(Collected data)
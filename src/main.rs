//! pii-form - terminal form for a name and one or more email addresses
//!
//! A Ratatui-based form with dynamically added email rows, confirmed row
//! removal and regex validation of every field.

mod app;
mod config;
mod interaction;
mod platform;
mod state;
mod ui;
mod validation;

use anyhow::Result;
use app::{App, Command};
use config::FormConfig;
use crossterm::{
    event::{self, Event, KeyCode, KeyEventKind, KeyModifiers},
    execute,
    terminal::{disable_raw_mode, enable_raw_mode, EnterAlternateScreen, LeaveAlternateScreen},
};
use ratatui::{backend::CrosstermBackend, Terminal};
use std::io;
use std::time::Duration;
use tracing_subscriber::{layer::SubscriberExt, util::SubscriberInitExt};
use ui::modal::TerminalConfirm;

fn main() -> Result<()> {
    // Initialize logging
    tracing_subscriber::registry()
        .with(
            tracing_subscriber::EnvFilter::try_from_default_env()
                .unwrap_or_else(|_| "pii_form=info".into()),
        )
        .with(tracing_subscriber::fmt::layer().with_writer(io::stderr))
        .init();

    let config = load_config();

    // Setup terminal
    enable_raw_mode()?;
    let mut stdout = io::stdout();
    execute!(stdout, EnterAlternateScreen)?;
    let backend = CrosstermBackend::new(stdout);
    let mut terminal = Terminal::new(backend)?;

    // Create app and run
    let mut app = App::new(&config);
    let result = run_app(&mut terminal, &mut app);

    // Restore terminal
    disable_raw_mode()?;
    execute!(terminal.backend_mut(), LeaveAlternateScreen)?;
    terminal.show_cursor()?;

    // Handle any errors
    if let Err(err) = result {
        eprintln!("Error: {err:?}");
        std::process::exit(1);
    }

    Ok(())
}

/// Load the user config; a missing or unreadable file yields defaults
fn load_config() -> FormConfig {
    FormConfig::load().unwrap_or_else(|err| {
        tracing::warn!("Falling back to default config: {err}");
        FormConfig::default()
    })
}

fn run_app<B: ratatui::backend::Backend>(terminal: &mut Terminal<B>, app: &mut App) -> Result<()> {
    loop {
        terminal.draw(|frame| ui::draw(frame, app))?;

        if event::poll(Duration::from_millis(100))? {
            if let Event::Key(key) = event::read()? {
                if key.kind != KeyEventKind::Press {
                    continue;
                }

                // Global quit: Ctrl+C
                if key.code == KeyCode::Char('c') && key.modifiers.contains(KeyModifiers::CONTROL)
                {
                    return Ok(());
                }

                if let Some(Command::RemoveRow(id)) = app.handle_key(key) {
                    // The modal draws over a snapshot of the form while it waits
                    let backdrop = app.form.clone();
                    let mut confirm = TerminalConfirm::new(terminal, &backdrop);
                    app.remove_email_row(id, &mut confirm);
                }
            }
        }

        // Check if app wants to quit
        if app.should_quit() {
            return Ok(());
        }
    }
}
//! Form domain layer
//!
//! The contact form, its name field and the dynamically managed email rows.

mod email_rows;
mod field;
mod form_state;

pub use email_rows::{EmailRows, EntryId, RemoveOutcome, REMOVE_CONFIRM_MESSAGE};
pub use field::{FormField, Validity};
pub use form_state::{ContactForm, Focus, FormButton};
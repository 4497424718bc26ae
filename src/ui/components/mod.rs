//! Reusable UI components

mod button;
mod dialog;

pub use button::{render_button, BUTTON_HEIGHT};
pub use dialog::{render_confirm_dialog, render_notification_dialog, ConfirmDialogState};
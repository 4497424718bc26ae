//! Contact form rendering: name, email rows and the action buttons

use super::field_renderer::{draw_field, FIELD_HEIGHT};
use crate::state::{ContactForm, Focus, FormButton};
use crate::ui::components::{render_button, BUTTON_HEIGHT};
use ratatui::{
    layout::{Constraint, Direction, Layout, Rect},
    style::{Color, Style},
    text::{Line, Span},
    widgets::{Block, Borders, Paragraph},
    Frame,
};

/// Draw the whole form inside `area`
pub fn draw_contact_form(frame: &mut Frame, area: Rect, form: &ContactForm) {
    let block = Block::default()
        .title(" Contact Details ")
        .borders(Borders::ALL)
        .border_style(Style::default().fg(Color::Cyan));
    let inner = block.inner(area);
    frame.render_widget(block, area);

    let chunks = Layout::default()
        .direction(Direction::Vertical)
        .constraints([
            Constraint::Min(0),                // Fields
            Constraint::Length(BUTTON_HEIGHT), // Buttons
        ])
        .split(inner);

    draw_fields(frame, chunks[0], form);
    draw_buttons(frame, chunks[1], form);
}

/// Draw the name field followed by as many email rows as fit, scrolled so
/// the focused field stays visible
fn draw_fields(frame: &mut Frame, area: Rect, form: &ContactForm) {
    let capacity = (area.height / FIELD_HEIGHT) as usize;
    if capacity == 0 {
        return;
    }

    // Index 0 is the name field, rows follow in display order
    let total = 1 + form.emails.len();
    let focus_index = match form.focus {
        Focus::Name => 0,
        Focus::Email(id) => form.emails.position(id).map_or(0, |p| p + 1),
        Focus::Buttons => total - 1,
    };
    let offset = scroll_offset(focus_index, capacity, total);

    let visible = capacity.min(total - offset);
    let mut constraints = vec![Constraint::Length(FIELD_HEIGHT); visible];
    constraints.push(Constraint::Min(0));
    let slots = Layout::default()
        .direction(Direction::Vertical)
        .constraints(constraints)
        .split(area);

    for (slot, index) in (offset..offset + visible).enumerate() {
        if index == 0 {
            draw_field(
                frame,
                slots[slot],
                &form.name,
                &form.name.label,
                form.focus == Focus::Name,
            );
            continue;
        }

        let Some(id) = form.emails.id_at(index - 1) else {
            continue;
        };
        if let Some(entry) = form.emails.get(id) {
            let title = format!("{} ({index})", entry.field.label);
            draw_field(
                frame,
                slots[slot],
                &entry.field,
                &title,
                form.focus == Focus::Email(id),
            );
        }
    }

    if form.emails.is_empty() && visible < capacity {
        let hint = Paragraph::new(Line::from(vec![
            Span::styled("No email addresses yet. Use ", Style::default().fg(Color::DarkGray)),
            Span::styled("Add Email", Style::default().fg(Color::Cyan)),
            Span::styled(" to add one.", Style::default().fg(Color::DarkGray)),
        ]));
        frame.render_widget(hint, slots[visible]);
    }
}

/// First visible field index so that `focus_index` is on screen
fn scroll_offset(focus_index: usize, capacity: usize, total: usize) -> usize {
    if total <= capacity || focus_index < capacity {
        return 0;
    }
    (focus_index + 1 - capacity).min(total - capacity)
}

fn draw_buttons(frame: &mut Frame, area: Rect, form: &ContactForm) {
    let chunks = Layout::default()
        .direction(Direction::Horizontal)
        .constraints([
            Constraint::Length(15), // Add Email
            Constraint::Length(1),  // Gap
            Constraint::Length(14), // Validate
            Constraint::Min(0),
        ])
        .split(area);

    let focused = form.is_buttons_row_active();
    for (button, chunk) in FormButton::ALL.iter().zip([chunks[0], chunks[2]]) {
        let accent = match button {
            FormButton::AddEmail => Color::Cyan,
            FormButton::Validate => Color::Green,
        };
        render_button(
            frame,
            chunk,
            button.label(),
            focused && form.selected_button == *button,
            accent,
        );
    }
}
//! Application state and core logic

use crate::config::FormConfig;
use crate::interaction::{Confirm, NotificationQueue, Notifier, Outcome};
use crate::platform::COMMAND_MODIFIER;
use crate::state::{ContactForm, EmailRows, EntryId, FormButton, RemoveOutcome};
use crate::validation::{FormValidator, ValidationReport};
use crossterm::event::{KeyCode, KeyEvent, KeyModifiers};

/// Work the event loop has to carry out on behalf of the app.
///
/// Removing a row needs the blocking confirmation modal, which owns the
/// terminal, so the app hands the request back instead of doing it inline.
#[derive(Debug, Clone, Copy, PartialEq, Eq)]
pub enum Command {
    RemoveRow(EntryId),
}

/// Main application struct
pub struct App {
    /// The contact form being edited
    pub form: ContactForm,
    /// Pass/fail summaries waiting to be dismissed
    pub notifications: NotificationQueue,
    validator: FormValidator,
    success_message: String,
    failure_message: String,
    /// Whether the app should quit
    quit: bool,
}

impl App {
    /// Create a new App instance
    pub fn new(config: &FormConfig) -> Self {
        let rows = EmailRows::new().with_remove_message(config.remove_confirm_message());
        let mut form = ContactForm::with_rows(rows);
        for _ in 0..config.initial_email_rows() {
            form.emails.add_row();
        }

        Self {
            form,
            notifications: NotificationQueue::new(),
            validator: FormValidator::from_config(config),
            success_message: config.success_message(),
            failure_message: config.failure_message(),
            quit: false,
        }
    }

    /// Check if app should quit
    pub fn should_quit(&self) -> bool {
        self.quit
    }

    /// Append a new email row and move the cursor into it
    pub fn add_email_row(&mut self) -> EntryId {
        let id = self.form.emails.add_row();
        self.form.focus_email(id);
        tracing::debug!("Added email row {id} ({} rows)", self.form.emails.len());
        id
    }

    /// Remove row `id` if `confirm` agrees
    pub fn remove_email_row(&mut self, id: EntryId, confirm: &mut dyn Confirm) -> RemoveOutcome {
        let neighbours = (
            self.form.emails.prev_id_before(id),
            self.form.emails.next_id_after(id),
        );

        let outcome = self.form.emails.remove_row(id, confirm);
        match outcome {
            RemoveOutcome::Removed => {
                self.form.refocus_after_removal(id, neighbours);
                tracing::debug!("Removed email row {id} ({} rows)", self.form.emails.len());
            }
            RemoveOutcome::Declined => tracing::debug!("Removal of email row {id} declined"),
            RemoveOutcome::NotFound => tracing::debug!("Email row {id} already removed"),
        }
        outcome
    }

    /// Validate the whole form, annotate every field and notify the result
    pub fn validate(&mut self) -> ValidationReport {
        let report = self
            .validator
            .validate(self.form.name.as_text(), &self.form.emails);
        self.form.annotate(&report);
        report_outcome(
            &mut self.notifications,
            &report,
            &self.success_message,
            &self.failure_message,
        );

        tracing::info!(
            valid = report.overall_valid,
            rows = report.email_errors.len(),
            invalid_rows = report.invalid_email_count(),
            "Form validated"
        );
        report
    }

    /// Handle a key event.
    ///
    /// Returns a [`Command`] when the event loop has to finish the job.
    pub fn handle_key(&mut self, key: KeyEvent) -> Option<Command> {
        // A pending notification behaves like a modal: only dismissal keys
        if !self.notifications.is_empty() {
            if matches!(key.code, KeyCode::Enter | KeyCode::Esc) {
                self.notifications.dismiss();
            }
            return None;
        }

        // AltGr arrives as Ctrl+Alt on Windows and must still type text
        let shortcut = key.modifiers.contains(COMMAND_MODIFIER)
            && !key.modifiers.contains(KeyModifiers::ALT);

        match key.code {
            KeyCode::Char('n') if shortcut => {
                self.add_email_row();
            }
            KeyCode::Char('d') if shortcut => {
                return self.form.focused_email().map(Command::RemoveRow);
            }
            KeyCode::Char('s') if shortcut => {
                self.validate();
            }
            KeyCode::Char('u') if shortcut => {
                if let Some(field) = self.form.active_field_mut() {
                    field.clear();
                }
            }
            KeyCode::Char('q') if shortcut => self.quit = true,
            KeyCode::Char(_) if shortcut => {}
            KeyCode::Tab | KeyCode::Down => self.form.next_field(),
            KeyCode::BackTab | KeyCode::Up => self.form.prev_field(),
            KeyCode::Delete => return self.form.focused_email().map(Command::RemoveRow),
            KeyCode::Left | KeyCode::Right if self.form.is_buttons_row_active() => {
                self.form.selected_button = self.form.selected_button.toggle();
            }
            KeyCode::Enter if self.form.is_buttons_row_active() => {
                self.press_button(self.form.selected_button);
            }
            KeyCode::Enter => self.form.next_field(),
            KeyCode::Backspace => {
                if let Some(field) = self.form.active_field_mut() {
                    field.pop_char();
                }
            }
            KeyCode::Char(c) => {
                if let Some(field) = self.form.active_field_mut() {
                    field.push_char(c);
                }
            }
            _ => {}
        }
        None
    }

    fn press_button(&mut self, button: FormButton) {
        match button {
            FormButton::AddEmail => {
                self.add_email_row();
            }
            FormButton::Validate => {
                self.validate();
            }
        }
    }
}

/// Send exactly one pass/fail summary for `report`
fn report_outcome(
    notifier: &mut dyn Notifier,
    report: &ValidationReport,
    success_message: &str,
    failure_message: &str,
) {
    if report.overall_valid {
        notifier.notify(Outcome::Success, success_message);
    } else {
        notifier.notify(Outcome::Failure, failure_message);
    }
}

Activity ::
Every line in the records above that contains the word "LeaveAlternateScreen" is to be copied out.

Problem solution ::
    terminal::{disable_raw_mode, enable_raw_mode, EnterAlternateScreen, LeaveAlternateScreen},
    execute!(terminal.backend_mut(), LeaveAlternateScreen)?;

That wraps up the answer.